PRESCRIPTION ADDICTION

Prescription drug abuse is a serious and growing problem in the United States. The National Study on Drug Use and Health reported that an estimated 28.6 million Americans age 12 and over abused controlled substance medication drugs. That means roughly 1 in 10 people struggle with some level of substance use, including addiction to prescription drugs.


Let’s take a closer look at the current prescription drug epidemic in the United States:

  • In the US alone, an estimated 54 million people have used prescription drugs for nonmedical reasons in their lifetime.

  • Most abused prescription drugs fall under four categories, based on the number of people who misuse the drug annually:

    • Painkillers – 3.3 million users

    • Tranquilizers – 2 million users

    • Stimulants – 1.7 million users

    • Sedatives – 0.5 million users

  • More people report using controlled prescription drugs than cocaine, heroin and methamphetamine combined. That puts prescription drugs second behind marijuana when it comes to illicit drug use.

  • The number of adults filling a benzodiazepine prescription increased 67 percent (from 8.1 million to 13.5 million) between 1996 and 2018, while the total quantity filled more than tripled. During this same time period, the overdose death rate for benzodiazepines more than quadrupled.

  • Prescription Opioid drugs contribute to 40 percent of all US overdose deaths.

  • 46 people die each day from overdoses involving prescription Opioids.

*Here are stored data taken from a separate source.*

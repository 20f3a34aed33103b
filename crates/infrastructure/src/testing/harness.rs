//! Tokio-based runner harness.
//!
//! Runs registered suites in order. Within a suite, cases run with bounded
//! concurrency, each on its own task so a panicking case fails alone. Cases
//! that stub services never overlap each other.

use std::any::Any;
use std::sync::Arc;
use std::sync::atomic::{AtomicBool, Ordering};
use std::time::Instant;

use async_trait::async_trait;
use futures::stream::{self, StreamExt};
use tapestry_application::lifecycle::CaseFailure;
use tapestry_application::ports::TestHarness;
use tapestry_application::suite::{CaseReport, PlannedCase, SuitePlan, SuiteReport};
use tapestry_domain::EngineSettings;
use tokio::sync::Mutex;
use tracing::{info, warn};

/// Harness executing cases on the tokio runtime.
#[derive(Debug)]
pub struct TokioHarness {
    plans: Vec<SuitePlan>,
    max_concurrency: usize,
    stop_on_first_failure: bool,
}

impl Default for TokioHarness {
    fn default() -> Self {
        Self::new()
    }
}

impl TokioHarness {
    /// Creates a sequential harness.
    #[must_use]
    pub const fn new() -> Self {
        Self {
            plans: Vec::new(),
            max_concurrency: 1,
            stop_on_first_failure: false,
        }
    }

    /// Creates a harness from engine settings.
    #[must_use]
    pub const fn from_settings(settings: &EngineSettings) -> Self {
        Self::new()
            .with_max_concurrency(settings.max_concurrency)
            .with_stop_on_first_failure(settings.stop_on_first_failure)
    }

    /// Sets how many cases of one suite may run at once (at least one).
    #[must_use]
    pub const fn with_max_concurrency(mut self, max: usize) -> Self {
        self.max_concurrency = if max == 0 { 1 } else { max };
        self
    }

    /// Set whether to stop on first failure.
    ///
    /// Cases not yet started are reported as skipped.
    #[must_use]
    pub const fn with_stop_on_first_failure(mut self, stop: bool) -> Self {
        self.stop_on_first_failure = stop;
        self
    }

    /// Number of registered suites.
    #[must_use]
    pub fn len(&self) -> usize {
        self.plans.len()
    }

    /// Whether no suite is registered.
    #[must_use]
    pub fn is_empty(&self) -> bool {
        self.plans.is_empty()
    }

    async fn run_plan(&self, plan: &SuitePlan) -> SuiteReport {
        let started = Instant::now();
        let halted = Arc::new(AtomicBool::new(false));
        let stubs = Arc::new(Mutex::new(()));
        let stop_on_failure = self.stop_on_first_failure;

        let owned: Vec<(PlannedCase, bool)> = plan
            .cases
            .iter()
            .map(|case| (case.clone(), plan.should_run(case)))
            .collect();

        let cases = stream::iter(owned)
            .map(move |(case, runnable)| {
                let halted = Arc::clone(&halted);
                let stubs = Arc::clone(&stubs);
                async move {
                    if !runnable || halted.load(Ordering::SeqCst) {
                        return CaseReport::skipped(&case.group, &case.name);
                    }
                    // Service slots are shared: stubbing cases take turns.
                    let _turn = if case.job.installs_stubs() {
                        Some(stubs.lock().await)
                    } else {
                        None
                    };
                    if halted.load(Ordering::SeqCst) {
                        return CaseReport::skipped(&case.group, &case.name);
                    }
                    let report = run_isolated(&case).await;
                    if stop_on_failure && report.is_failed() {
                        halted.store(true, Ordering::SeqCst);
                    }
                    report
                }
            })
            .buffered(self.max_concurrency)
            .collect::<Vec<_>>()
            .await;

        let report = SuiteReport::new(&plan.name, cases, started.elapsed());
        info!(
            suite = %report.name,
            passed = report.passed,
            failed = report.failed,
            skipped = report.skipped,
            "suite finished"
        );
        report
    }
}

async fn run_isolated(case: &PlannedCase) -> CaseReport {
    let job = case.job.clone();
    let started = Instant::now();
    let result = match tokio::spawn(async move { job.run().await }).await {
        Ok(result) => result,
        Err(join_error) => {
            let message = if join_error.is_panic() {
                panic_message(join_error.into_panic())
            } else {
                "case task was cancelled".to_string()
            };
            warn!(case = %case.name, %message, "case aborted");
            Err(CaseFailure::Panicked(message))
        }
    };
    CaseReport::from_result(&case.group, &case.name, &result, started.elapsed())
}

fn panic_message(payload: Box<dyn Any + Send>) -> String {
    payload
        .downcast_ref::<&str>()
        .map(ToString::to_string)
        .or_else(|| payload.downcast_ref::<String>().cloned())
        .unwrap_or_else(|| "case panicked".to_string())
}

#[async_trait]
impl TestHarness for TokioHarness {
    fn register(&mut self, plan: SuitePlan) {
        self.plans.push(plan);
    }

    async fn run(&mut self) -> Vec<SuiteReport> {
        let plans = std::mem::take(&mut self.plans);
        let mut reports = Vec::with_capacity(plans.len());
        for plan in &plans {
            reports.push(self.run_plan(plan).await);
        }
        reports
    }
}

  • More than half (53 percent) of prescription Opioid users got their last painkillers from a friend or relative, with 40.4 percent paying nothing for the pills.

  • Prescription overdose rates are highest among people ages 25 to 54 years.

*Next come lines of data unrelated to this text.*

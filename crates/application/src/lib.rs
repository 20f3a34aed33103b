//! Tapestry Application - Test execution engine
//!
//! This crate drives declarative test cases through their lifecycle:
//! template rendering, setup tasks, service stubs, invocation of the
//! application under test, assertions and teardown. I/O lives behind the
//! traits in [`ports`].

pub mod compare;
pub mod context;
pub mod dispatch;
pub mod error;
pub mod invoke;
pub mod lifecycle;
pub mod mock;
pub mod ports;
pub mod suite;
pub mod template;

pub use compare::{AssertionOutcome, AssertionReport, CompareError, compare, run_asserts};
pub use context::{Context, ContextSnapshot};
pub use dispatch::{TaskDispatcher, TaskEffect, TaskError};
pub use error::{ApplicationError, ApplicationResult};
pub use invoke::{
    Callback, CallbackStrategy, Convention, DirectStrategy, Handler, Invocation, InvocationError,
    InvocationStrategy, ModuleError, ModuleRegistry,
};
pub use lifecycle::{CaseFailure, CaseOutcome, Phase, RegisteredCase, TestLifecycle};
pub use mock::{
    FakeMethod, FakeService, MethodTable, MockError, MockManager, Service, ServiceRegistry,
    StubGuard,
};
pub use ports::{
    LoadError, OutboundRequest, RequestSigner, ResourceLoader, SchemaValidator, SchemaViolation,
    SigningError, TestHarness, Transport, TransportError, TransportResponse,
};
pub use suite::{
    CaseReport, CaseStatus, DocumentSource, SuiteBuilder, SuiteError, SuitePlan, SuiteReport,
    run_sequentially,
};
pub use template::{Template, TemplateError, render};
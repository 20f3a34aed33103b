//! Application error types

use tapestry_domain::DomainError;
use thiserror::Error;

use crate::compare::CompareError;
use crate::dispatch::TaskError;
use crate::invoke::{InvocationError, ModuleError};
use crate::lifecycle::CaseFailure;
use crate::mock::MockError;
use crate::ports::LoadError;
use crate::suite::SuiteError;
use crate::template::TemplateError;

/// Application-level errors.
#[derive(Debug, Error)]
pub enum ApplicationError {
    /// A domain validation error occurred.
    #[error("domain error: {0}")]
    Domain(#[from] DomainError),

    /// A template could not be rendered.
    #[error("template error: {0}")]
    Template(#[from] TemplateError),

    /// An assertion could not be evaluated or did not hold.
    #[error(transparent)]
    Compare(#[from] CompareError),

    /// A setup or teardown task failed.
    #[error(transparent)]
    Task(#[from] TaskError),

    /// Service stubs could not be installed.
    #[error(transparent)]
    Mock(#[from] MockError),

    /// The application could not be invoked.
    #[error(transparent)]
    Invocation(#[from] InvocationError),

    /// The application module could not be resolved.
    #[error(transparent)]
    Module(#[from] ModuleError),

    /// A test case failed.
    #[error("test case failed: {0}")]
    Case(#[from] CaseFailure),

    /// The suite could not be built.
    #[error(transparent)]
    Suite(#[from] SuiteError),

    /// A resource could not be loaded.
    #[error(transparent)]
    Load(#[from] LoadError),
}

/// Result type alias for application operations.
pub type ApplicationResult<T> = Result<T, ApplicationError>;
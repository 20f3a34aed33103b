//! Outbound adapters: HTTP transport and request signing.

mod reqwest_transport;
mod sigv4;

pub use reqwest_transport::{DEFAULT_TIMEOUT_MS, ReqwestTransport};
pub use sigv4::SigV4Signer;
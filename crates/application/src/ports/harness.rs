//! Runner harness port

use async_trait::async_trait;

use crate::suite::{SuitePlan, SuiteReport};

/// Port for the runner that groups and executes registered cases.
///
/// Implementations honour each case's [`CaseMode`](tapestry_domain::CaseMode)
/// and decide how cases are scheduled.
#[async_trait]
pub trait TestHarness: Send {
    /// Registers one suite.
    fn register(&mut self, plan: SuitePlan);

    /// Runs every registered suite, returning one report per suite in
    /// registration order.
    async fn run(&mut self) -> Vec<SuiteReport>;
}
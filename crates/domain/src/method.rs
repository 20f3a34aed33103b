//! HTTP method used by `http` setup tasks

use serde::{Deserialize, Serialize};
use std::fmt;
use std::str::FromStr;

use crate::error::{DomainError, DomainResult};

/// HTTP methods an `http` task may issue.
///
/// Documents spell methods in any case (`post`, `POST`, `Post`).
#[derive(Debug, Clone, Copy, PartialEq, Eq, Hash, Serialize, Deserialize, Default)]
#[serde(try_from = "String", into = "String")]
pub enum HttpMethod {
    /// HTTP GET method
    #[default]
    Get,
    /// HTTP POST method
    Post,
    /// HTTP PUT method
    Put,
    /// HTTP PATCH method
    Patch,
    /// HTTP DELETE method
    Delete,
    /// HTTP HEAD method
    Head,
    /// HTTP OPTIONS method
    Options,
}

impl HttpMethod {
    /// Whether a JSON payload is loaded from the task's `body` reference.
    ///
    /// Only POST carries a payload.
    #[must_use]
    pub const fn sends_payload(self) -> bool {
        matches!(self, Self::Post)
    }

    /// Returns the method as a static string.
    #[must_use]
    pub const fn as_str(self) -> &'static str {
        match self {
            Self::Get => "GET",
            Self::Post => "POST",
            Self::Put => "PUT",
            Self::Patch => "PATCH",
            Self::Delete => "DELETE",
            Self::Head => "HEAD",
            Self::Options => "OPTIONS",
        }
    }
}

impl fmt::Display for HttpMethod {
    fn fmt(&self, f: &mut fmt::Formatter<'_>) -> fmt::Result {
        f.write_str(self.as_str())
    }
}

impl FromStr for HttpMethod {
    type Err = DomainError;

    fn from_str(s: &str) -> DomainResult<Self> {
        match s.trim().to_ascii_uppercase().as_str() {
            "GET" => Ok(Self::Get),
            "POST" => Ok(Self::Post),
            "PUT" => Ok(Self::Put),
            "PATCH" => Ok(Self::Patch),
            "DELETE" => Ok(Self::Delete),
            "HEAD" => Ok(Self::Head),
            "OPTIONS" => Ok(Self::Options),
            _ => Err(DomainError::UnsupportedMethod(s.to_string())),
        }
    }
}

impl TryFrom<String> for HttpMethod {
    type Error = DomainError;

    fn try_from(value: String) -> DomainResult<Self> {
        value.parse()
    }
}

impl From<HttpMethod> for String {
    fn from(method: HttpMethod) -> Self {
        method.as_str().to_string()
    }
}

#[cfg(test)]
#[allow(clippy::unwrap_used)]
mod tests {
    use super::*;
    use pretty_assertions::assert_eq;

    #[test]
    fn test_method_is_case_insensitive() {
        assert_eq!("post".parse::<HttpMethod>().unwrap(), HttpMethod::Post);
        assert_eq!("Get".parse::<HttpMethod>().unwrap(), HttpMethod::Get);
        assert_eq!(" DELETE ".parse::<HttpMethod>().unwrap(), HttpMethod::Delete);
    }

    #[test]
    fn test_unknown_method_is_rejected() {
        assert_eq!(
            "FETCH".parse::<HttpMethod>(),
            Err(DomainError::UnsupportedMethod("FETCH".to_string()))
        );
    }

    #[test]
    fn test_only_post_sends_payload() {
        assert!(HttpMethod::Post.sends_payload());
        assert!(!HttpMethod::Put.sends_payload());
        assert!(!HttpMethod::Get.sends_payload());
    }

    #[test]
    fn test_method_deserializes_from_lowercase() {
        let method: HttpMethod = serde_json::from_str("\"patch\"").unwrap();
        assert_eq!(method, HttpMethod::Patch);
        assert_eq!(serde_json::to_string(&method).unwrap(), "\"PATCH\"");
    }
}
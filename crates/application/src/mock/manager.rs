//! Stub installation, reset and restoration.

use std::collections::BTreeMap;
use std::sync::Arc;

use futures::future::try_join_all;
use serde_json::Value;
use tapestry_domain::{StubCall, StubTask, ValueSource};
use tracing::debug;
use uuid::Uuid;

use super::MockError;
use super::fake::{FakeMethod, FakeService, ScriptedReply};
use super::guard::StubGuard;
use super::registry::ServiceRegistry;
use crate::ports::ResourceLoader;

/// Fake methods of installed classes: class name, then method name.
pub type MockTable = BTreeMap<String, BTreeMap<String, FakeMethod>>;

/// Installed replacements by class name.
pub type StubTable = BTreeMap<String, StubGuard>;

/// Result of installing the stubs of one `stub` task.
#[derive(Debug)]
pub struct InstalledStub {
    /// Replaced class.
    pub class_name: String,
    /// Fake methods, by method name.
    pub fakes: BTreeMap<String, FakeMethod>,
    /// Ownership of the replaced slot.
    pub guard: StubGuard,
}

/// Builds fakes from `stub` tasks and installs them in the service registry.
#[derive(Clone)]
pub struct MockManager {
    registry: ServiceRegistry,
    loader: Arc<dyn ResourceLoader>,
}

impl MockManager {
    /// Creates a manager.
    #[must_use]
    pub fn new(registry: ServiceRegistry, loader: Arc<dyn ResourceLoader>) -> Self {
        Self { registry, loader }
    }

    /// The registry stubs are installed in.
    #[must_use]
    pub const fn registry(&self) -> &ServiceRegistry {
        &self.registry
    }

    /// Installs a fake for `task.class_name` owned by `owner`.
    ///
    /// Returns `Ok(None)` when `owner` already replaced that class.
    ///
    /// # Errors
    ///
    /// Fails if the class is unknown, held by another owner, or a reply
    /// value cannot be loaded.
    pub async fn install_stubs(
        &self,
        task: &StubTask,
        owner: Uuid,
    ) -> Result<Option<InstalledStub>, MockError> {
        if !self.registry.contains(&task.require_path, &task.class_name) {
            return Err(MockError::UnknownClass {
                module: task.require_path.clone(),
                class: task.class_name.clone(),
            });
        }

        let mut fakes = BTreeMap::new();
        for method in &task.methods {
            let replies = try_join_all(
                method
                    .calls
                    .iter()
                    .map(|call| self.reply(&task.class_name, &method.name, call)),
            )
            .await?;
            fakes.insert(method.name.clone(), FakeMethod::scripted(&method.name, replies));
        }

        let service = FakeService::new(&task.class_name, fakes.clone());
        let Some(guard) =
            self.registry
                .acquire(&task.require_path, &task.class_name, owner, Arc::new(service))?
        else {
            debug!(class = %task.class_name, "stub already installed for this context");
            return Ok(None);
        };

        debug!(
            class = %task.class_name,
            methods = fakes.len(),
            "stubs installed"
        );
        Ok(Some(InstalledStub {
            class_name: task.class_name.clone(),
            fakes,
            guard,
        }))
    }

    async fn reply(
        &self,
        class: &str,
        method: &str,
        call: &StubCall,
    ) -> Result<ScriptedReply, MockError> {
        let value = match &call.source {
            ValueSource::Inline { value } => value.clone(),
            ValueSource::File { file } => self.loader.load(file).await?,
        };
        let payload = if call.spread {
            match value {
                Value::Array(items) => items.into_iter().next().unwrap_or(Value::Null),
                other => {
                    return Err(MockError::InvalidReply {
                        class: class.to_string(),
                        method: method.to_string(),
                        message: format!("spread reply must be a sequence, got {other}"),
                    });
                }
            }
        } else {
            value
        };
        Ok(ScriptedReply::new(call.stub_method, payload))
    }
}

/// Clears call history and scripts of every fake. Installed replacements
/// stay in place.
pub fn reset_mocks(mocks: &MockTable) {
    for (class, methods) in mocks {
        for fake in methods.values() {
            fake.reset();
        }
        debug!(%class, methods = methods.len(), "mocks reset");
    }
}

/// Puts back the real implementation of every replaced class.
/// Safe to call repeatedly.
pub fn restore_services(stubs: &mut StubTable) {
    for (class, guard) in stubs.iter_mut() {
        if guard.is_active() {
            guard.restore();
            debug!(%class, "stub restored");
        }
    }
}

If you or a loved one uses prescription painkillers or other habit-forming medications, knowing the signs of abuse can help prevent addiction. Some of these include:

  • Becoming preoccupied with getting and using the drug

  • Needing a supply of the drug on hand at all times

  • Needing more of the drug to produce the same level of pain relief or symptom control

  • Engaging in dangerous activities, like driving, while under the influence of the drug

  • Participating in illegal behaviors, such as stealing, to get more of the drug

  • Changes in physical appearance, especially in the area of personal hygiene

  • Doctor shopping to get new prescriptions for the drug1

  • Stealing drugs from relatives or friends or asking to use someone else’s prescription

If you or someone you know is struggling with prescription or over-the-counter drug addiction, seek help. It could be the difference between a sober and healthy life and an early tragic death.